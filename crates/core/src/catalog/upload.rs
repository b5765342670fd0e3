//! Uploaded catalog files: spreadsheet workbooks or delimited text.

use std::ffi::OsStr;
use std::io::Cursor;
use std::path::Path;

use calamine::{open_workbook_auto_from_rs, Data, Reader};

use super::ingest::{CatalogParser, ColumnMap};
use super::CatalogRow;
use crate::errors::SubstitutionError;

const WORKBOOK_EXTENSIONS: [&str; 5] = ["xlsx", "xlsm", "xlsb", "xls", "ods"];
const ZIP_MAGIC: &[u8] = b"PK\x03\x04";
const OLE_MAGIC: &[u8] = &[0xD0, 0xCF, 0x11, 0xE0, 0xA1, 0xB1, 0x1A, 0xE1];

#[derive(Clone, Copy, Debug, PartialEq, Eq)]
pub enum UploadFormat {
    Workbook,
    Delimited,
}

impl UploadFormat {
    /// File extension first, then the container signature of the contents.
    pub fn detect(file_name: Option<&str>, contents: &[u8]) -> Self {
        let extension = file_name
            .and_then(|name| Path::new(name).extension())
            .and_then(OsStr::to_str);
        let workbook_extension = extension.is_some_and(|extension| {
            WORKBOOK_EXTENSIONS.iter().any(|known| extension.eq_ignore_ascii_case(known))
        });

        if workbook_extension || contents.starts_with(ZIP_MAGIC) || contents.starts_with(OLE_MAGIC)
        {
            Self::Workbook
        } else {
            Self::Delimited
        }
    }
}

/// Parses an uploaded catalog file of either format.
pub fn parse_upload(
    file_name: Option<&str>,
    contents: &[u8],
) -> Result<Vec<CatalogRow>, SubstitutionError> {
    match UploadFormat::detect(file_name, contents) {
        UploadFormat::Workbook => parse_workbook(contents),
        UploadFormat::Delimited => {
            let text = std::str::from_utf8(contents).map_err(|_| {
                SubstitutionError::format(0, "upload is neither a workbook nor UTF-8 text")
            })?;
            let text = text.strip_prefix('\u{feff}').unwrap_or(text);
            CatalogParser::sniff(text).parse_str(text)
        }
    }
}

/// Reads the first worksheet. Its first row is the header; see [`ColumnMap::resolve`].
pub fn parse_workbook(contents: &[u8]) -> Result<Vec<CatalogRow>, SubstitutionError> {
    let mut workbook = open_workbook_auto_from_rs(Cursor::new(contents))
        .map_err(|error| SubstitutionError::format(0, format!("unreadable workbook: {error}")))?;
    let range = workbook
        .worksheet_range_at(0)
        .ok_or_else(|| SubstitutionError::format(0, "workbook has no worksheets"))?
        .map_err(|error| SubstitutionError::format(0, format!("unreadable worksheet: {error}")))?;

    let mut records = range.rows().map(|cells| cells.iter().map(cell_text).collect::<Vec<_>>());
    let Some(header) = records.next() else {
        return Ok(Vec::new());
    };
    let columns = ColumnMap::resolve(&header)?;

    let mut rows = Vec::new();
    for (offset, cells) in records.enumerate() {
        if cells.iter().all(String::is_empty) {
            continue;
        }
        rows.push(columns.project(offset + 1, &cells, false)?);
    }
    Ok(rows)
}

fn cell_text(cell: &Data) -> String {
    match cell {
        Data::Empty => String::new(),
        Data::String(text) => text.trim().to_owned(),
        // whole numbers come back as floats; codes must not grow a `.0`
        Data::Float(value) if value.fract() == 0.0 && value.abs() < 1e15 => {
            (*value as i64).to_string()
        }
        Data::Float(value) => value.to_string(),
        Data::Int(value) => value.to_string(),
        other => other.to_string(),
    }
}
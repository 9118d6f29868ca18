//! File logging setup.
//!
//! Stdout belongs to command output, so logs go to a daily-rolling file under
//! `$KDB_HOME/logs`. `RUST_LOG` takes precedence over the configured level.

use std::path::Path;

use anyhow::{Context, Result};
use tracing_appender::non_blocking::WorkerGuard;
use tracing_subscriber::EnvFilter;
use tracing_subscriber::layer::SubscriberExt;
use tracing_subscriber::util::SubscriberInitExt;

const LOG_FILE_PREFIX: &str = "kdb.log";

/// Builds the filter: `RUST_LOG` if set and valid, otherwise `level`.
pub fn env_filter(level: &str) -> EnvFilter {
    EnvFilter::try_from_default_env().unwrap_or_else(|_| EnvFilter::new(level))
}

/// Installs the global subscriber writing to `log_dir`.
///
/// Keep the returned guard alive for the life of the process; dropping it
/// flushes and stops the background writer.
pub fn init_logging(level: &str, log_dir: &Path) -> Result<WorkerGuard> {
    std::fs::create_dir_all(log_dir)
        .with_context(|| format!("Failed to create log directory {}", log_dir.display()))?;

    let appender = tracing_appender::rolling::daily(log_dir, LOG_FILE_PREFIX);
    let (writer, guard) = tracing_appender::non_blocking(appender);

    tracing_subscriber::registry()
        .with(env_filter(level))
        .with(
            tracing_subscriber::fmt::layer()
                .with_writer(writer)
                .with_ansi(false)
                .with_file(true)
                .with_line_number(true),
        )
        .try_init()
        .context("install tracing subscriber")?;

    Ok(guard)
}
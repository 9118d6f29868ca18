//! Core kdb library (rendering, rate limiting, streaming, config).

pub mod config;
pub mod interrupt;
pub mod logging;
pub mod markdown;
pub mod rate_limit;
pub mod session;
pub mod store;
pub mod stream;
- - -
**WHAT NEEDS TO BE DONE**
In the data above, tally the lines holding "const" and answer with the figure only.

**RESULT FOR THIS TASK**
4